- **What you are asked to do**:
Give back exactly the lines of the material below, starting with the line with "use ethers::types::Address;" and going on through the line with "use moka::future::Cache;".

++++ Supplied material

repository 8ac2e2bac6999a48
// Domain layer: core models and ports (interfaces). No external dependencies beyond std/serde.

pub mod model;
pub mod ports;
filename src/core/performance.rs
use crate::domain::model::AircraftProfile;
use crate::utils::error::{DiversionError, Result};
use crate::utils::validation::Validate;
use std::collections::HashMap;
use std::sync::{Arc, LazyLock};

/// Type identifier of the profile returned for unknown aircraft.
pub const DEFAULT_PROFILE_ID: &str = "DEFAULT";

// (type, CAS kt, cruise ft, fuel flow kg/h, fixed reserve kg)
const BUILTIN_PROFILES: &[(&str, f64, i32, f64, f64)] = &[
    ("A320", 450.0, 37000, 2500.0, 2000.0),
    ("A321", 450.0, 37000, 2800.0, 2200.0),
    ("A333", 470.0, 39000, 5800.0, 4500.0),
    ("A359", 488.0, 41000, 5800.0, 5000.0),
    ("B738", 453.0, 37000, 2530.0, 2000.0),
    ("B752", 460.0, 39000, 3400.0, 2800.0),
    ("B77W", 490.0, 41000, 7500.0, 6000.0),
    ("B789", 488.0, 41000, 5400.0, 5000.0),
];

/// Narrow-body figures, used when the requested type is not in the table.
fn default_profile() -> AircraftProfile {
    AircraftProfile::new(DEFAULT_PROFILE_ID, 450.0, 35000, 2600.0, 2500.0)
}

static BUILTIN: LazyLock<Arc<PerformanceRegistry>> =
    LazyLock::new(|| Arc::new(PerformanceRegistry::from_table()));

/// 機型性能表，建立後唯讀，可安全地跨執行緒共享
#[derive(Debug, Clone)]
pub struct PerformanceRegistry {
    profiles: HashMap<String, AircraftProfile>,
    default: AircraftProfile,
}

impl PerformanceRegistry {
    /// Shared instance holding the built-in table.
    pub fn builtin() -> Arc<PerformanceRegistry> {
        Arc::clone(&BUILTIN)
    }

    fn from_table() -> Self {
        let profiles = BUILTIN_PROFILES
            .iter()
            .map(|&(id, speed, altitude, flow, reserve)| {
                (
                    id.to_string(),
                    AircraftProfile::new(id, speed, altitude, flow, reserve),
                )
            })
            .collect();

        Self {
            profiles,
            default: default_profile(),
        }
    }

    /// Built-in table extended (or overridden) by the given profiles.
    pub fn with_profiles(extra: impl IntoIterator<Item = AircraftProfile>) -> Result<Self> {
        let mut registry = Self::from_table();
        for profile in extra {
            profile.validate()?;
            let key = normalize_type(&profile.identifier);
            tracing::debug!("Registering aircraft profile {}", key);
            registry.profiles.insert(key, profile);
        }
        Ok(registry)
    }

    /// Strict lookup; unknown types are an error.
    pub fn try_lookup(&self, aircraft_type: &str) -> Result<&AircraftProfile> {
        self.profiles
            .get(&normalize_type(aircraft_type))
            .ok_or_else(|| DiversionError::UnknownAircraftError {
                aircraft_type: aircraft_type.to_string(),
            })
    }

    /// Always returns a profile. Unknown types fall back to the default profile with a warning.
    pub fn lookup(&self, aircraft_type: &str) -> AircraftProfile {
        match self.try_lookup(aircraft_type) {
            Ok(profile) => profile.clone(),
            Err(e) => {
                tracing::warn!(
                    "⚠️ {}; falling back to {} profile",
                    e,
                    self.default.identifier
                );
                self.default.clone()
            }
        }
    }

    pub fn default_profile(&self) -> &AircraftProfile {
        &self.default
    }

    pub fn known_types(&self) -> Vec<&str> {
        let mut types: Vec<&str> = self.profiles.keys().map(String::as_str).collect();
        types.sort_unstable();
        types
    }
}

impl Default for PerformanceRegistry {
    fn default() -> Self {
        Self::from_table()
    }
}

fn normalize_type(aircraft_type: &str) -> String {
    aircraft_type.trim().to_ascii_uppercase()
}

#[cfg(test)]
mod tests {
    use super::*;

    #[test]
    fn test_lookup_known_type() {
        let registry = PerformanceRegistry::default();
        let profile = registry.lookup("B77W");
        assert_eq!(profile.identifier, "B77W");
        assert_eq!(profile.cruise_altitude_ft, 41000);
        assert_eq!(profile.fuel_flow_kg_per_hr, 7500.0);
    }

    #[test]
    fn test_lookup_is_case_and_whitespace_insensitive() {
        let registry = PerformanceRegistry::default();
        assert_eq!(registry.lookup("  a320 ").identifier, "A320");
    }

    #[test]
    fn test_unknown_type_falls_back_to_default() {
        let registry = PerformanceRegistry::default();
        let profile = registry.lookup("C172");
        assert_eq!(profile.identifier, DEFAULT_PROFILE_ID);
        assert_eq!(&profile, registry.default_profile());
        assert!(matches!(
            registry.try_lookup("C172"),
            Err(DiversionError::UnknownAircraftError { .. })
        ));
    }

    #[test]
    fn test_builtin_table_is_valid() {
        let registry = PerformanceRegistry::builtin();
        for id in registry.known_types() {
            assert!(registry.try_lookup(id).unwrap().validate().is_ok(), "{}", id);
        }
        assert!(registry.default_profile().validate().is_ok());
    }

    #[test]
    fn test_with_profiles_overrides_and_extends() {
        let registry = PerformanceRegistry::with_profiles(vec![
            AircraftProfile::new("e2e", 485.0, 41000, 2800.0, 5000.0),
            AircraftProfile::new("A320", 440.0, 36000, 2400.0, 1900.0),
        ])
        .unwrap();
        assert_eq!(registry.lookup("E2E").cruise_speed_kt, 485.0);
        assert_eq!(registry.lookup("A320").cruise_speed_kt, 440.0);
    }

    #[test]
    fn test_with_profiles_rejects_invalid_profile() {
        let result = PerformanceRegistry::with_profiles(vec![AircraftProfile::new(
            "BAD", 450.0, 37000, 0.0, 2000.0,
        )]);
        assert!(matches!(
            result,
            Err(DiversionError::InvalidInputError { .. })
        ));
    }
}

++++++++
++++ Supplied material

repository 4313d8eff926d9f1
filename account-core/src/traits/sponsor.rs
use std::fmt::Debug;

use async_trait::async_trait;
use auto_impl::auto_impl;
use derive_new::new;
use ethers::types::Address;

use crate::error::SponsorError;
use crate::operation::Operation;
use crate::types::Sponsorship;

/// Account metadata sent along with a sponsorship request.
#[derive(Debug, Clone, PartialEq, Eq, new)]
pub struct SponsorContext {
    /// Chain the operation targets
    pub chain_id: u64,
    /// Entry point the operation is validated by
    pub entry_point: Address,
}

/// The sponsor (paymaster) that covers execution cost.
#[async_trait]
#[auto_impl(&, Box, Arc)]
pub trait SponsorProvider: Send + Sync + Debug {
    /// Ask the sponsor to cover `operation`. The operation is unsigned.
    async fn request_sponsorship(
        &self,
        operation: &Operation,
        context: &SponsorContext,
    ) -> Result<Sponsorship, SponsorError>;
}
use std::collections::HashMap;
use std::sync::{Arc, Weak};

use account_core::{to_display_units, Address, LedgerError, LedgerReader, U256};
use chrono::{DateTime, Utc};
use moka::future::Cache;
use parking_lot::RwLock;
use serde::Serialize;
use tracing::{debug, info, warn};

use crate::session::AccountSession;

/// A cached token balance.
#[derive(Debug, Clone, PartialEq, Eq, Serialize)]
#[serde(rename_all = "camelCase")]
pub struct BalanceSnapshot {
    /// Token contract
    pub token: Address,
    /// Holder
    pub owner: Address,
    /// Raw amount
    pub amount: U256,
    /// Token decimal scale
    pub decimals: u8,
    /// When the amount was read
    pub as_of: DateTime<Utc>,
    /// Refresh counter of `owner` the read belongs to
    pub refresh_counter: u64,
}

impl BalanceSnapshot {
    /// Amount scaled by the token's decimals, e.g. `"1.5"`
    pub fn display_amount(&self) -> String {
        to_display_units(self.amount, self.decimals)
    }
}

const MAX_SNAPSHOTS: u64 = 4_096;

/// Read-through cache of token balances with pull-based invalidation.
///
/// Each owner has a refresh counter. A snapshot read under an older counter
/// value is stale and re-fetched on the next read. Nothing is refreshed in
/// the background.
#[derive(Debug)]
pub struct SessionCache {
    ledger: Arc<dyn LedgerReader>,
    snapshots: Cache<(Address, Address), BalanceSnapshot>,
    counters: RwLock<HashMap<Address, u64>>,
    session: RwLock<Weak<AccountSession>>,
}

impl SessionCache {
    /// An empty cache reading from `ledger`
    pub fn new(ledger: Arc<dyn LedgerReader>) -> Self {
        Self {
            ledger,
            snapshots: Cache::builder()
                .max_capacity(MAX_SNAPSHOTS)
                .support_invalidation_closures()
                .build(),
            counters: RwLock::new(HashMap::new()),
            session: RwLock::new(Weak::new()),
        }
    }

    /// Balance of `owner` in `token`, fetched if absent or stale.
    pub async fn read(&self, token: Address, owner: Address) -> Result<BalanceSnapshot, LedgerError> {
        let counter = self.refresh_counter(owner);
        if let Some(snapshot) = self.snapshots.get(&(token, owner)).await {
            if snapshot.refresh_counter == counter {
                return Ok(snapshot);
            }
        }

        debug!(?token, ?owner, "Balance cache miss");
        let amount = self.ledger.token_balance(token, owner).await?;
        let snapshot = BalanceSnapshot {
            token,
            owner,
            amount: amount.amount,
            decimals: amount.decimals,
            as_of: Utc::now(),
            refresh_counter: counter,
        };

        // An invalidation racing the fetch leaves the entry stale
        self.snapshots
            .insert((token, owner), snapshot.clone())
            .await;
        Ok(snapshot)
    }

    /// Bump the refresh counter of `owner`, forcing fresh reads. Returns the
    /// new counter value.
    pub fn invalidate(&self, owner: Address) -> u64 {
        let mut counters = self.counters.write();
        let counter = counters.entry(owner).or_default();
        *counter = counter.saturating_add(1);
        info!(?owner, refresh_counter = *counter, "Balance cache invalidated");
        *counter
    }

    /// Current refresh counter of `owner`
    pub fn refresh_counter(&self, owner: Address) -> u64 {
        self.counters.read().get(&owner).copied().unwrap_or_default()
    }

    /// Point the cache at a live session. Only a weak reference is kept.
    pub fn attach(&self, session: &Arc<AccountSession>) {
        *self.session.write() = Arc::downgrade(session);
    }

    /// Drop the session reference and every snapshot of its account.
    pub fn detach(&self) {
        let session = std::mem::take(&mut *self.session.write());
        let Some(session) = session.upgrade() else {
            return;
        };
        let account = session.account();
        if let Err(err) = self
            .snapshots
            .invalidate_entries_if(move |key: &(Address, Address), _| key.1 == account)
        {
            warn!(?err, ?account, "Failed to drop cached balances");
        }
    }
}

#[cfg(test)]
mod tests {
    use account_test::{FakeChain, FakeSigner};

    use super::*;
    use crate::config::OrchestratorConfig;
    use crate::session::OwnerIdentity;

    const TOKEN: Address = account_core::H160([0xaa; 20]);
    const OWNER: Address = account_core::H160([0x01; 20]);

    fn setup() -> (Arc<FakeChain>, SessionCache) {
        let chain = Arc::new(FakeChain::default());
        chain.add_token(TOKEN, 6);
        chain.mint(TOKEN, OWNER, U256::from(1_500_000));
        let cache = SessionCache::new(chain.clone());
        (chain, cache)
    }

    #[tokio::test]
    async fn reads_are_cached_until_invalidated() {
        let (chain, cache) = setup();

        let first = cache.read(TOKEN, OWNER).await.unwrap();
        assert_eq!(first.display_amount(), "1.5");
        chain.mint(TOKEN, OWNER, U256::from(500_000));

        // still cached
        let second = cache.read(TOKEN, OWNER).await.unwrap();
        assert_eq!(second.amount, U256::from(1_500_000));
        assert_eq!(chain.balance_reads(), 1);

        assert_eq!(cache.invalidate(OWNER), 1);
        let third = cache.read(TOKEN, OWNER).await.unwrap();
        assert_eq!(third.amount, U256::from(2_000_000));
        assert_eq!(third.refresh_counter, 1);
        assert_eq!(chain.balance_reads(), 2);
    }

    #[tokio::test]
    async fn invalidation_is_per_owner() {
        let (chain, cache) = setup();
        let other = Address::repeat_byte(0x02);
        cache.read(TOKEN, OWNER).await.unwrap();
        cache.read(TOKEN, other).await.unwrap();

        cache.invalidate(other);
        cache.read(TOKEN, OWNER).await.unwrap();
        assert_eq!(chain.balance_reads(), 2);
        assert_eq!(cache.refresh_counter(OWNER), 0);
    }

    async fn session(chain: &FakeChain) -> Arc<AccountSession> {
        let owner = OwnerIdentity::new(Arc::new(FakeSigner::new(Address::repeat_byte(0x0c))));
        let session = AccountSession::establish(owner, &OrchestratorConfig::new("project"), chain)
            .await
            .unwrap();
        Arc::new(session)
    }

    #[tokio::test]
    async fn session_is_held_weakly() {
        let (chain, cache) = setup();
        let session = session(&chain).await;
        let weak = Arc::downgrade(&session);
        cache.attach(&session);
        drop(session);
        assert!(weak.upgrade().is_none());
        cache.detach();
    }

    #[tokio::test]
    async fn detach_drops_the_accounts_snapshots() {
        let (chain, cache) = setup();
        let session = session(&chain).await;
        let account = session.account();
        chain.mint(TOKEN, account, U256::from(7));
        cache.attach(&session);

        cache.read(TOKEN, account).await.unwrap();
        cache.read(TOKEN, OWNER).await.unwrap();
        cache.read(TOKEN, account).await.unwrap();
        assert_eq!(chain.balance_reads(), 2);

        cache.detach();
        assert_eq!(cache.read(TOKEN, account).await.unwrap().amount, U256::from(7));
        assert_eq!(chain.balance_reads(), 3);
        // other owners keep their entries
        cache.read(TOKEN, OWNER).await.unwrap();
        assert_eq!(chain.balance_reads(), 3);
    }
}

++++++++

- **Task answer**:
use ethers::types::Address;

use crate::error::SponsorError;
use crate::operation::Operation;
use crate::types::Sponsorship;

/// Account metadata sent along with a sponsorship request.
#[derive(Debug, Clone, PartialEq, Eq, new)]
pub struct SponsorContext {
    /// Chain the operation targets
    pub chain_id: u64,
    /// Entry point the operation is validated by
    pub entry_point: Address,
}

/// The sponsor (paymaster) that covers execution cost.
#[async_trait]
#[auto_impl(&, Box, Arc)]
pub trait SponsorProvider: Send + Sync + Debug {
    /// Ask the sponsor to cover `operation`. The operation is unsigned.
    async fn request_sponsorship(
        &self,
        operation: &Operation,
        context: &SponsorContext,
    ) -> Result<Sponsorship, SponsorError>;
}
use std::collections::HashMap;
use std::sync::{Arc, Weak};

use account_core::{to_display_units, Address, LedgerError, LedgerReader, U256};
use chrono::{DateTime, Utc};
use moka::future::Cache;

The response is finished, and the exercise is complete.